In trying to perfect whatever the hell he is trying to make, Pleasance puts the resulting figures in the sideshow as a new attraction.  He also teaches at a college where he widely regarded as a ”brilliant” professor (*cough*).  He keeps abducting his students to use them in his experiments…which would seem to make him the only common thread in those abductions.  Yep—he’s such a super-genius that he might as well phone the police and just tell them outright what he’s been up to.

Anyhoo, this geeenius (imagine it being said in a Wiley E. Coyote voice) spouts nothing but disturbing philosophies in his lectures.  I’m surprised he doesn’t start talk about cultivating a master race.  He does, however, wax rhapsodic about a potential glorious future through genetic engineering.  He even speculates about us eventually having the ability resurrect dead species.  Just think, this guy was about 20 years ahead of Jurassic Park!  Also, he has a machine that instantly turns a fresh orange rotten and then reverts it to its previous state, for who knows what reason.  I’m thinking automatic A for the semester for the student who eats that resuscitated orange!

I can’t believe an early 70s British movie starring Donald Pleasance and Tom Baker could be so terrible.  It doesn’t even look like anybody is having any fun.  Compounding my confusion as to how talented people could make something so awful is it is directed by Jack Cardiff (who, among other things, was cinematographer on Black Narcissus) and scored by Basil Kirchin (composer on I Start Counting and The Abominable Dr. Phibes, but who turns in largely unremarkable random honks and skronks here).

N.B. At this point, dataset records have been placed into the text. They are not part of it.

use std::collections::HashMap;
use std::fmt;
use std::sync::Arc;

use serde::{Deserialize, Serialize};

use crate::error::{ExhibitError, ExhibitResult};
use crate::types::FieldType;

/// A named, typed slot in a row.
#[derive(Clone, Debug, PartialEq, Eq, Hash, Serialize, Deserialize)]
pub struct Field {
    pub name: String,
    #[serde(rename = "type")]
    pub field_type: FieldType,
}

impl Field {
    pub fn new(name: impl Into<String>, field_type: FieldType) -> Self {
        Self {
            name: name.into(),
            field_type,
        }
    }
}

impl fmt::Display for Field {
    fn fmt(&self, f: &mut fmt::Formatter<'_>) -> fmt::Result {
        write!(f, "{}: {}", self.name, self.field_type)
    }
}

/// The schema of a row: an ordered list of fields with O(1) name lookup.
///
/// Cloning is cheap; clones share the same field list.
#[derive(Clone)]
pub struct ObsDescriptor {
    inner: Arc<DescriptorInner>,
}

struct DescriptorInner {
    fields: Vec<Field>,
    index: HashMap<String, usize>,
}

impl ObsDescriptor {
    /// Build a descriptor, rejecting duplicate field names.
    pub fn new(fields: Vec<Field>) -> ExhibitResult<Self> {
        let mut index = HashMap::with_capacity(fields.len());
        for (idx, field) in fields.iter().enumerate() {
            if index.insert(field.name.clone(), idx).is_some() {
                return Err(ExhibitError::DuplicateField {
                    name: field.name.clone(),
                });
            }
        }
        Ok(Self {
            inner: Arc::new(DescriptorInner { fields, index }),
        })
    }

    /// Build a descriptor where a repeated name resolves to its first position.
    ///
    /// Only composite descriptors are allowed to carry repeated names.
    pub(crate) fn with_shadowing(fields: Vec<Field>) -> Self {
        let mut index = HashMap::with_capacity(fields.len());
        for (idx, field) in fields.iter().enumerate() {
            index.entry(field.name.clone()).or_insert(idx);
        }
        Self {
            inner: Arc::new(DescriptorInner { fields, index }),
        }
    }

    /// The descriptor with no fields.
    pub fn empty() -> Self {
        Self::with_shadowing(Vec::new())
    }

    pub fn of(fields: &[(&str, FieldType)]) -> ExhibitResult<Self> {
        Self::new(
            fields
                .iter()
                .map(|(name, ft)| Field::new(*name, *ft))
                .collect(),
        )
    }

    pub fn builder() -> ObsDescriptorBuilder {
        ObsDescriptorBuilder::default()
    }

    pub fn size(&self) -> usize {
        self.inner.fields.len()
    }

    pub fn is_empty(&self) -> bool {
        self.inner.fields.is_empty()
    }

    /// The field at position `index`.
    pub fn get(&self, index: usize) -> ExhibitResult<&Field> {
        self.inner
            .fields
            .get(index)
            .ok_or(ExhibitError::FieldIndexOutOfRange {
                index,
                size: self.size(),
            })
    }

    /// Position of the field called `name`, or `None` when absent.
    pub fn index_of(&self, name: &str) -> Option<usize> {
        self.inner.index.get(name).copied()
    }

    pub fn contains(&self, name: &str) -> bool {
        self.inner.index.contains_key(name)
    }

    pub fn fields(&self) -> &[Field] {
        &self.inner.fields
    }

    pub fn iter(&self) -> std::slice::Iter<'_, Field> {
        self.inner.fields.iter()
    }

    pub fn names(&self) -> impl Iterator<Item = &str> + '_ {
        self.inner.fields.iter().map(|f| f.name.as_str())
    }

    pub(crate) fn ptr_eq(&self, other: &ObsDescriptor) -> bool {
        Arc::ptr_eq(&self.inner, &other.inner)
    }
}

impl Default for ObsDescriptor {
    fn default() -> Self {
        Self::empty()
    }
}

impl PartialEq for ObsDescriptor {
    fn eq(&self, other: &Self) -> bool {
        self.ptr_eq(other) || self.inner.fields == other.inner.fields
    }
}

impl Eq for ObsDescriptor {}

impl fmt::Debug for ObsDescriptor {
    fn fmt(&self, f: &mut fmt::Formatter<'_>) -> fmt::Result {
        f.debug_list().entries(self.inner.fields.iter()).finish()
    }
}

impl fmt::Display for ObsDescriptor {
    fn fmt(&self, f: &mut fmt::Formatter<'_>) -> fmt::Result {
        for (idx, field) in self.iter().enumerate() {
            if idx > 0 {
                f.write_str(", ")?;
            }
            write!(f, "{field}")?;
        }
        Ok(())
    }
}

impl<'a> IntoIterator for &'a ObsDescriptor {
    type Item = &'a Field;
    type IntoIter = std::slice::Iter<'a, Field>;

    fn into_iter(self) -> Self::IntoIter {
        self.iter()
    }
}

/// Incrementally assembles an [`ObsDescriptor`].
#[derive(Clone, Debug, Default)]
pub struct ObsDescriptorBuilder {
    fields: Vec<Field>,
}

impl ObsDescriptorBuilder {
    pub fn field(mut self, name: impl Into<String>, field_type: FieldType) -> Self {
        self.fields.push(Field::new(name, field_type));
        self
    }

    pub fn boolean_field(self, name: impl Into<String>) -> Self {
        self.field(name, FieldType::Boolean)
    }

    pub fn int_field(self, name: impl Into<String>) -> Self {
        self.field(name, FieldType::Integer)
    }

    pub fn long_field(self, name: impl Into<String>) -> Self {
        self.field(name, FieldType::Long)
    }

    pub fn float_field(self, name: impl Into<String>) -> Self {
        self.field(name, FieldType::Float)
    }

    pub fn double_field(self, name: impl Into<String>) -> Self {
        self.field(name, FieldType::Double)
    }

    pub fn decimal_field(self, name: impl Into<String>) -> Self {
        self.field(name, FieldType::Decimal)
    }

    pub fn string_field(self, name: impl Into<String>) -> Self {
        self.field(name, FieldType::String)
    }

    pub fn date_field(self, name: impl Into<String>) -> Self {
        self.field(name, FieldType::Date)
    }

    pub fn timestamp_field(self, name: impl Into<String>) -> Self {
        self.field(name, FieldType::Timestamp)
    }

    pub fn build(self) -> ExhibitResult<ObsDescriptor> {
        ObsDescriptor::new(self.fields)
    }
}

I actually thought this film looked promising from the opening credits.  There are some great font choices used over a fascinating montage of time lapse footage of plants growing.  One may think I am damning with faint praise by singling out the credits but, no, I actually love opening credit sequences and this one is quite good.  Unfortunately, there’s every minute of the movie after that.

The Residents said nobody laughs then they leave the freak show, but the best anybody could probably do at the end of The Mutations is laugh.  This is a terrible picture—a bad idea (assortment of ideas?), poor written and poorly executed.  Avoid.